Infine, i risultati sottolineano il valore della ricerca in campioni transdiagnostici di partecipanti, come sostenuto dall’iniziativa RDoC (3-4), perché  risultati come quelli ottenuti in questo studio difficilmente possono emergere da ricerche che includono partecipanti con una singola categoria diagnostica.

Referenze

  1. Fairburn, C. G., Cooper, Z., Doll, H., O’Connor, M., Bohn, K., Hawker, D., … Palmer RL. (2009). Transdiagnostic cognitive-behavioral therapy for patients with eating disorders: a two-site trial with 60-week follow-up. American Journal of Psychiatry, 166, 311–319.
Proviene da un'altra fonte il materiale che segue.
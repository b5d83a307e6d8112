use std::collections::HashSet;

use chrono::NaiveDate;
use serde::Serialize;

use crate::utils::time::{is_next_day, previous_day};

use super::daily::DailyStat;

/// Current and longest runs of consecutive written days.
#[derive(Debug, Clone, Copy, PartialEq, Eq, Default, Serialize)]
pub struct StreakState {
    pub current: u32,
    pub longest: u32,
}

impl StreakState {
    /// `stats` must be sorted by date, as returned by
    /// [collect_daily_stats](super::daily::collect_daily_stats).
    pub fn compute(stats: &[DailyStat], today: NaiveDate) -> Self {
        Self {
            current: current_streak(stats, today),
            longest: longest_streak(stats),
        }
    }
}

/// Counts consecutive written days ending today. If today has no note yet the count ends
/// yesterday instead, so a streak isn't reported as broken before the day is over.
pub fn current_streak(stats: &[DailyStat], today: NaiveDate) -> u32 {
    let written = stats.iter().map(|v| v.date).collect::<HashSet<_>>();

    let anchor = if written.contains(&today) {
        Some(today)
    } else {
        previous_day(today).filter(|v| written.contains(v))
    };

    let mut streak = 0;
    let mut day = anchor;
    while let Some(current) = day.filter(|v| written.contains(v)) {
        streak += 1;
        day = previous_day(current);
    }
    streak
}

/// Longest run of consecutive days in an ascending list of stats.
pub fn longest_streak(stats: &[DailyStat]) -> u32 {
    let Some(first) = stats.first() else {
        return 0;
    };

    let mut longest = 1;
    let mut running = 1;
    let mut previous = first.date;
    for stat in &stats[1..] {
        if is_next_day(previous, stat.date) {
            running += 1;
            longest = longest.max(running);
        } else {
            running = 1;
        }
        previous = stat.date;
    }
    longest
}
pub const GHOST_OPEN: &str = "<!--";
pub const GHOST_CLOSE: &str = "-->";

/// A note split into the prose the writer typed and the ghost prompts embedded above it.
#[derive(Debug, Clone, PartialEq, Eq, Default)]
pub struct FilteredContent {
    pub prose: String,
    pub ghosts: Vec<String>,
}

impl FilteredContent {
    pub fn word_count(&self) -> u64 {
        count_words(&self.prose)
    }
}

/// Returns the ghost text of a line, if the whole line is a single-line comment.
///
/// Comments that are opened on one line and closed on another are prose.
fn ghost_text(line: &str) -> Option<&str> {
    // Stripping the markers one after another keeps `<!-->` from counting as a comment.
    let inner = line
        .trim()
        .strip_prefix(GHOST_OPEN)?
        .strip_suffix(GHOST_CLOSE)?;
    Some(inner.trim())
}

/// Separates ghost lines from prose. Lines that only contain a comment are removed, and their
/// non-empty text is collected in order of appearance.
pub fn filter_content(raw: &str) -> FilteredContent {
    let mut prose = Vec::new();
    let mut ghosts = Vec::new();

    for line in raw.split('\n') {
        match ghost_text(line) {
            Some(text) => {
                if !text.is_empty() {
                    ghosts.push(text.to_string());
                }
            }
            None => prose.push(line),
        }
    }

    FilteredContent {
        prose: prose.join("\n"),
        ghosts,
    }
}

/// Number of whitespace separated tokens.
pub fn count_words(text: &str) -> u64 {
    text.split_whitespace().count() as u64
}

/// Word count of a raw note with ghost text excluded.
pub fn note_word_count(raw: &str) -> u64 {
    filter_content(raw).word_count()
}
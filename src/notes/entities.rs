use std::path::PathBuf;

use chrono::{Duration, NaiveDate};
use serde::{Deserialize, Serialize};

/// Note file found while listing the corpus. Only files whose stem is a canonical date make it
/// this far.
#[derive(Debug, Clone, PartialEq, Eq)]
pub struct NoteFile {
    pub date: NaiveDate,
    pub path: PathBuf,
}

/// Raw content of the note for `date`, ghost text included.
#[derive(Debug, Clone, PartialEq, Eq)]
pub struct Note {
    pub date: NaiveDate,
    pub text: String,
}

/// Most typing time a single day can hold. One hour above a day to allow for a DST change.
pub const MAX_TYPING_SECONDS: u64 = 25 * 60 * 60;

/// Per-day sidecar record. Stored as TOML so it stays readable with any text editor.
#[derive(Debug, Clone, Copy, Default, PartialEq, Eq, Serialize, Deserialize)]
pub struct SidecarStats {
    pub typing_seconds: u64,
    pub word_count: u64,
}

impl SidecarStats {
    pub fn new(typing_time: Duration, word_count: u64) -> Self {
        Self {
            typing_seconds: typing_time.num_seconds().max(0) as u64,
            word_count,
        }
    }

    /// A record claiming more typing time than a day has is corrupt.
    pub fn is_plausible(&self) -> bool {
        self.typing_seconds <= MAX_TYPING_SECONDS
    }

    pub fn typing_time(&self) -> Duration {
        Duration::seconds(self.typing_seconds.min(MAX_TYPING_SECONDS) as i64)
    }
}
  2. Zipfel, S., Wild, B., Groß, G., Friederich, H., Teufel, M., Schellberg, D., … Herzog, W. (2014). Focal psychodynamic therapy, cognitive behaviour therapy, and optimised treatment as usual in outpatients with anorexia nervosa (ANTOP study): randomised controlled trial. The Lancet, 383, 127–137.
  3. Insel, T. (2014). The NIMH research domain criteria (RDoC) project: precision medicine for psychiatry. American Journal of Psychiatry, 171, 395–397.
  4. Insel, T., Cuthbert, B., Garvey, M., Heinssen, R., Pine, D. S., Quinn, K., … Wang, P. (2010). Research Domain Criteria ( RDoC ): Toward a new classification framework for research on mental disorders. American Journal of Psychiatry, 167, 748–751.